Os escores estabelecidos no domínio Relações Sociais, avaliam os relacionamentos pessoais, apoio social e atividade sexual, obteve o segundo pior desempenho. Neste estudo, os menores escores observados para este domínio foram estar em um relacionamento, estar empregada, bissexualidade declarada e não ter parceiro sexual.
Ao domínio Meio Ambiente foi atribuído o menor escore. Esse domínio avalia a segurança física, situação financeira, o ambiente físico em relação à poluição, ruído, trânsito, clima e condições de lugar onde se vive. Contudo, constatou-se diferença entre os escores do domínio meio ambiente em relação à carga viral identificando-se que quanto menor a carga viral melhor a avaliação em todos os domínios, e quando os valores de CD4 estão acima de 350 células/mm3 melhor o escore no domínio espiritualidade.

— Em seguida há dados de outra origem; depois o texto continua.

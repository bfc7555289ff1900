// Licensed to the Apache Software Foundation (ASF) under one
// or more contributor license agreements.  See the NOTICE file
// distributed with this work for additional information
// regarding copyright ownership.  The ASF licenses this file
// to you under the Apache License, Version 2.0 (the
// "License"); you may not use this file except in compliance
// with the License.  You may obtain a copy of the License at
//
//   http://www.apache.org/licenses/LICENSE-2.0
//
// Unless required by applicable law or agreed to in writing,
// software distributed under the License is distributed on an
// "AS IS" BASIS, WITHOUT WARRANTIES OR CONDITIONS OF ANY
// KIND, either express or implied.  See the License for the
// specific language governing permissions and limitations
// under the License.

use std::fmt::{Display, Formatter};
use std::str::FromStr;

use nimbus_core::Error;

/// Region where load balancers are served.
#[derive(Debug, Clone, Copy, PartialEq, Eq, Default)]
pub enum Region {
    /// Dallas, `dfw`
    #[default]
    Dfw,
    /// Chicago, `ord`
    Ord,
    /// London, `lon`
    Lon,
}

impl Region {
    /// Region identifier.
    pub fn as_str(&self) -> &'static str {
        match self {
            Region::Dfw => "dfw",
            Region::Ord => "ord",
            Region::Lon => "lon",
        }
    }

    /// Load balancer api host of this region.
    pub fn host(&self) -> String {
        format!("{}.loadbalancers.api.rackspacecloud.com", self.as_str())
    }

    /// Auth endpoint accounts of this region authenticate against.
    pub fn auth_url(&self) -> &'static str {
        match self {
            Region::Lon => "https://lon.auth.api.rackspacecloud.com/v1.0",
            _ => "https://auth.api.rackspacecloud.com/v1.0",
        }
    }
}

impl FromStr for Region {
    type Err = Error;

    fn from_str(s: &str) -> Result<Self, Self::Err> {
        match s.to_ascii_lowercase().as_str() {
            "dfw" => Ok(Region::Dfw),
            "ord" => Ok(Region::Ord),
            "lon" => Ok(Region::Lon),
            _ => Err(Error::config_invalid(format!("unknown region: {s:?}"))),
        }
    }
}

impl Display for Region {
    fn fmt(&self, f: &mut Formatter<'_>) -> std::fmt::Result {
        f.write_str(self.as_str())
    }
}
// Licensed to the Apache Software Foundation (ASF) under one
// or more contributor license agreements.  See the NOTICE file
// distributed with this work for additional information
// regarding copyright ownership.  The ASF licenses this file
// to you under the Apache License, Version 2.0 (the
// "License"); you may not use this file except in compliance
// with the License.  You may obtain a copy of the License at
//
//   http://www.apache.org/licenses/LICENSE-2.0
//
// Unless required by applicable law or agreed to in writing,
// software distributed under the License is distributed on an
// "AS IS" BASIS, WITHOUT WARRANTIES OR CONDITIONS OF ANY
// KIND, either express or implied.  See the License for the
// specific language governing permissions and limitations
// under the License.

use std::fmt::Debug;

use async_trait::async_trait;
use http::{Method, StatusCode};
use nimbus_core::{Operation, Result};

use crate::{Organization, Vdc};

/// Actions supported by the vCloud binding.
pub static OPERATIONS: [Operation; 3] = [
    Operation::new("GetOrganization", Method::GET, &[StatusCode::OK], true),
    Operation::new("GetVdc", Method::GET, &[StatusCode::OK], true),
    Operation::new("Login", Method::POST, &[StatusCode::OK], false),
];

/// VcloudApi is the operation surface shared by the real and the mock service.
#[async_trait]
pub trait VcloudApi: Debug + Send {
    /// Actions this service supports.
    fn operations(&self) -> &'static [Operation];

    /// Drop the transport and the session.
    fn reload(&mut self);

    /// Url of the organization the session belongs to.
    async fn default_organization_uri(&mut self) -> Result<String>;

    /// Get an organization by url.
    ///
    /// Returns `None` without sending anything if `uri` is empty.
    async fn get_organization(&mut self, uri: &str) -> Result<Option<Organization>>;

    /// Get a vdc by url.
    ///
    /// Returns `None` without sending anything if `uri` is empty.
    async fn get_vdc(&mut self, uri: &str) -> Result<Option<Vdc>>;
}
// Licensed to the Apache Software Foundation (ASF) under one
// or more contributor license agreements.  See the NOTICE file
// distributed with this work for additional information
// regarding copyright ownership.  The ASF licenses this file
// to you under the Apache License, Version 2.0 (the
// "License"); you may not use this file except in compliance
// with the License.  You may obtain a copy of the License at
//
//   http://www.apache.org/licenses/LICENSE-2.0
//
// Unless required by applicable law or agreed to in writing,
// software distributed under the License is distributed on an
// "AS IS" BASIS, WITHOUT WARRANTIES OR CONDITIONS OF ANY
// KIND, either express or implied.  See the License for the
// specific language governing permissions and limitations
// under the License.

use async_trait::async_trait;
use nimbus_core::utils::non_empty;
use nimbus_core::{Operation, Result};

use crate::{Algorithm, ConnectionThrottle, RackspaceLbApi, OPERATIONS};

/// Algorithms returned by [`MockRackspaceLbService`].
pub const MOCK_ALGORITHMS: [&str; 5] = [
    "LEAST_CONNECTIONS",
    "RANDOM",
    "ROUND_ROBIN",
    "WEIGHTED_LEAST_CONNECTIONS",
    "WEIGHTED_ROUND_ROBIN",
];

/// MockRackspaceLbService answers every call with static values.
#[derive(Debug, Default)]
pub struct MockRackspaceLbService {}

impl MockRackspaceLbService {
    /// Create a new mock service.
    pub fn new() -> Self {
        Self {}
    }
}

#[async_trait]
impl RackspaceLbApi for MockRackspaceLbService {
    fn operations(&self) -> &'static [Operation] {
        &OPERATIONS
    }

    fn reload(&mut self) {}

    async fn list_algorithms(&mut self) -> Result<Vec<Algorithm>> {
        Ok(MOCK_ALGORITHMS
            .iter()
            .map(|name| Algorithm {
                name: name.to_string(),
            })
            .collect())
    }

    async fn set_connection_throttling(
        &mut self,
        load_balancer_id: &str,
        max_connections: u32,
        min_connections: u32,
        max_connection_rate: u32,
        rate_interval: u32,
    ) -> Result<Option<ConnectionThrottle>> {
        Ok(non_empty(load_balancer_id).map(|_| ConnectionThrottle {
            max_connections,
            min_connections,
            max_connection_rate,
            rate_interval,
        }))
    }
}
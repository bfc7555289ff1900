// Licensed to the Apache Software Foundation (ASF) under one
// or more contributor license agreements.  See the NOTICE file
// distributed with this work for additional information
// regarding copyright ownership.  The ASF licenses this file
// to you under the Apache License, Version 2.0 (the
// "License"); you may not use this file except in compliance
// with the License.  You may obtain a copy of the License at
//
//   http://www.apache.org/licenses/LICENSE-2.0
//
// Unless required by applicable law or agreed to in writing,
// software distributed under the License is distributed on an
// "AS IS" BASIS, WITHOUT WARRANTIES OR CONDITIONS OF ANY
// KIND, either express or implied.  See the License for the
// specific language governing permissions and limitations
// under the License.

use http::{Method, StatusCode};

use crate::Request;

/// Operation declares one remote action of a service.
///
/// Services keep a static table of operations and look up the entry for
/// every call, so the set of actions a service supports is visible without
/// reading all of its methods.
#[derive(Debug, Clone, PartialEq, Eq)]
pub struct Operation {
    /// Action name as the provider knows it, for example `CreateQueue`.
    pub name: &'static str,
    /// HTTP method used for this action.
    pub method: Method,
    /// Status codes that mean success.
    pub expects: &'static [StatusCode],
    /// Whether sending this action twice has the same effect as once.
    pub idempotent: bool,
}

impl Operation {
    /// Declare a new operation.
    pub const fn new(
        name: &'static str,
        method: Method,
        expects: &'static [StatusCode],
        idempotent: bool,
    ) -> Self {
        Self {
            name,
            method,
            expects,
            idempotent,
        }
    }

    /// Start a request for this operation.
    pub fn request(&self) -> Request {
        Request::new(self.method.clone())
            .with_expects(self.expects)
            .with_idempotent(self.idempotent)
    }
}

/// Find an operation by name in a table.
pub fn find_operation<'a>(table: &'a [Operation], name: &str) -> Option<&'a Operation> {
    table.iter().find(|op| op.name == name)
}

#[cfg(test)]
mod tests {
    use super::*;

    const LIST: Operation = Operation::new("ListThings", Method::GET, &[StatusCode::OK], true);
    const UPDATE: Operation = Operation::new(
        "UpdateThing",
        Method::PUT,
        &[StatusCode::OK, StatusCode::ACCEPTED],
        false,
    );
    static TABLE: [Operation; 2] = [LIST, UPDATE];

    #[test]
    fn test_operation_request() {
        let req = UPDATE.request();

        assert_eq!(req.method(), Method::PUT);
        assert_eq!(req.expects(), &[StatusCode::OK, StatusCode::ACCEPTED]);
        assert!(!req.is_idempotent());
        assert!(LIST.request().is_idempotent());
    }

    #[test]
    fn test_find_operation() {
        assert_eq!(find_operation(&TABLE, "ListThings"), Some(&LIST));
        assert_eq!(find_operation(&TABLE, "DeleteThing"), None);
    }
}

Diferentemente do estudo que relata para aqueles com contagem de CD4 ≥ 350 células/mm3 melhores níveis de qualidade de vida nos domínios físico, psicológico e nível de independência.(15)
A Espiritualidade foi o domínio com melhor desempenho, seguido do domínio Físico. Os menores escores médios foram observados nos domínios Meio Ambiente e Relações Sociais.